Summary: National child health survey data reveal that underinsurance (lack of continuous and adequate insurance) rose from 31% in 2016 to 34% in 2019 — a jump of 2.4 million children. Underinsurance is associated with having private insurance and health complexity. Our failing private insurance system keeps getting worse.
Underinsurance Among Children in the United States
By Justin Yu et al.
We describe the change in the percentage of children lacking continuous and adequate health insurance (underinsurance) from 2016 to 2019. We also examine the relationships between child health complexity and insurance type with underinsurance.
Analysis of the National Survey of Children’s Health
From 2016 to 2019, the proportion of US children experiencing underinsurance rose from 30.6% to 34.0%, an additional 2.4 million children. This trend was driven by rising insurance inadequacy (24.8% to 27.9%), which was mainly experienced as unreasonable out-of-pocket medical expenses. We observed significant growth in underinsurance among White and multiracial children, children living in households with income ≥200% of the federal poverty limit, and those with private health insurance. Increased child health complexity and private insurance were significantly associated with experiencing underinsurance.

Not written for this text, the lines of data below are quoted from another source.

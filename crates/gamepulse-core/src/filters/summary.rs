//! Human-readable summaries of a filter state

use super::fields::{MultiField, RangeField, TriStateField};
use super::{FilterState, MultiSelect};
use crate::scale::format_with_unit;

impl FilterState {
    /// Number of constrained dimensions. A min/max pair counts once.
    pub fn active_filter_count(&self) -> usize {
        let ranges = RangeField::ALL
            .iter()
            .filter(|f| !self.range(**f).is_unbounded())
            .count();
        let multis = MultiField::ALL
            .iter()
            .filter(|f| !self.multi(**f).is_empty())
            .count();
        let tri_states = TriStateField::ALL
            .iter()
            .filter(|f| self.tri_state(**f).is_some())
            .count();
        let singles = [
            self.search.is_some(),
            !self.categories.is_empty(),
            self.min_discount.is_some(),
            self.velocity_tier.is_some(),
            self.steam_deck.is_some(),
            self.controller.is_some(),
            self.release_year.is_some(),
            self.publisher_search.is_some(),
            self.developer_search.is_some(),
            self.publisher_size.is_some(),
            self.min_vs_publisher.is_some(),
            self.ccu_tier.is_some(),
        ]
        .iter()
        .filter(|active| **active)
        .count();

        ranges + multis + tri_states + singles
    }

    pub fn has_active_filters(&self) -> bool {
        self.active_filter_count() > 0
    }

    /// Stable one-line label, e.g. `game · CCU ≥ 1.0K · genres(all): 1,2`.
    ///
    /// Used as the opaque label for exports and saved views.
    pub fn describe(&self) -> String {
        let mut parts = vec![self.app_type.to_string()];

        if let Some(search) = &self.search {
            parts.push(format!("\"{}\"", search));
        }
        for field in RangeField::ALL {
            let range = self.range(*field);
            let unit = field.domain().unit;
            let part = match (range.min, range.max) {
                (Some(lo), Some(hi)) => format!(
                    "{} {}–{}",
                    field.label(),
                    format_with_unit(lo, unit),
                    format_with_unit(hi, unit)
                ),
                (Some(lo), None) => format!("{} ≥ {}", field.label(), format_with_unit(lo, unit)),
                (None, Some(hi)) => format!("{} ≤ {}", field.label(), format_with_unit(hi, unit)),
                (None, None) => continue,
            };
            parts.push(part);
        }
        for field in MultiField::ALL {
            if let Some(part) = describe_multi(field.ids_key(), self.multi(*field)) {
                parts.push(part);
            }
        }
        if !self.categories.is_empty() {
            parts.push(format!("categories: {}", join_ids(&self.categories)));
        }
        for field in TriStateField::ALL {
            match self.tri_state(*field) {
                Some(true) => parts.push(field.label().to_string()),
                Some(false) => parts.push(format!("not {}", field.label())),
                None => {}
            }
        }
        if let Some(discount) = self.min_discount {
            parts.push(format!("discount ≥ {}%", discount));
        }
        if let Some(tier) = self.velocity_tier {
            parts.push(format!("velocity: {}", tier));
        }
        if let Some(deck) = self.steam_deck {
            parts.push(format!("deck: {}", deck));
        }
        if let Some(controller) = self.controller {
            parts.push(format!("controller: {}", controller));
        }
        if let Some(year) = self.release_year {
            parts.push(format!("released {}", year));
        }
        if let Some(publisher) = &self.publisher_search {
            parts.push(format!("publisher: {}", publisher));
        }
        if let Some(developer) = &self.developer_search {
            parts.push(format!("developer: {}", developer));
        }
        if let Some(size) = self.publisher_size {
            parts.push(format!("publisher size: {}", size));
        }
        if let Some(ratio) = self.min_vs_publisher {
            parts.push(format!("vs publisher ≥ {}", ratio));
        }
        if let Some(tier) = self.ccu_tier {
            parts.push(format!("tier {}", tier));
        }

        parts.join(" · ")
    }
}

fn describe_multi(name: &str, select: &MultiSelect) -> Option<String> {
    if select.is_empty() {
        return None;
    }
    Some(format!("{}({}): {}", name, select.mode, join_ids(&select.ids)))
}

fn join_ids(ids: &[u32]) -> String {
    ids.iter().map(|id| id.to_string()).collect::<Vec<_>>().join(",")
}

#[cfg(test)]
mod tests {
    use crate::filters::fields::{CcuTier, SteamDeck};
    use crate::filters::FilterState;

    #[test]
    fn test_default_has_no_active_filters() {
        let state = FilterState::default();
        assert_eq!(state.active_filter_count(), 0);
        assert!(!state.has_active_filters());
        assert_eq!(state.describe(), "game");
    }

    #[test]
    fn test_pairs_count_once() {
        let mut state = FilterState::default();
        state.ccu.min = Some(1000.0);
        state.ccu.max = Some(5000.0);
        state.genres.ids = vec![1, 2];
        state.is_free = Some(false);
        state.ccu_tier = Some(CcuTier::Tier1);
        assert_eq!(state.active_filter_count(), 4);
    }

    #[test]
    fn test_describe() {
        let mut state = FilterState::default();
        state.ccu.min = Some(1000.0);
        state.genres.ids = vec![1, 2];
        assert_eq!(state.describe(), "game · CCU ≥ 1.0K · genres(all): 1,2");

        state.price.max = Some(19.99);
        state.steam_deck = Some(SteamDeck::Verified);
        state.is_free = Some(false);
        assert_eq!(
            state.describe(),
            "game · CCU ≥ 1.0K · Price ≤ $19.99 · genres(all): 1,2 · not free · deck: verified"
        );
    }
}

Underinsurance is increasing among US children because of rising inadequacy. Reforms to the child health insurance system are necessary to curb this problem.
What’s Known on This Subject:
Continuous and adequate health insurance is critical to child health. In recent years, child uninsurance has increased, and participation in Medicaid and the Children’s Health Insurance Program has fallen. Research examining whether these trends also apply to child underinsurance is needed.
What This Study Adds:
From 2016 to 2019, underinsurance rose significantly among US children because of increased rates of insurance inadequacy. Increased health complexity and private insurance were associated with being underinsured. Notably, underinsurance grew significantly among White children living in middle-income families.
Comment by: Don McCanne
We are certainly aware of how dysfunctional our health care financing system is. With children, we tend to think that it is primarily low-income and racial minority children who are underinsured. This study shows that white children living in middle-income families were also exposed to significant growth in underinsurance. Increased health complexity and having private insurance were associated with being underinsured.
It is not only the poor and oppressed amongst us that need a better and more just health care financing system. We all do. With a truly universal, publicly administered and equitably financed health care system, we would all do well, certainly including the children. If the social welfare of all of our children can’t motivate Congress and the President to do the right thing, then what can?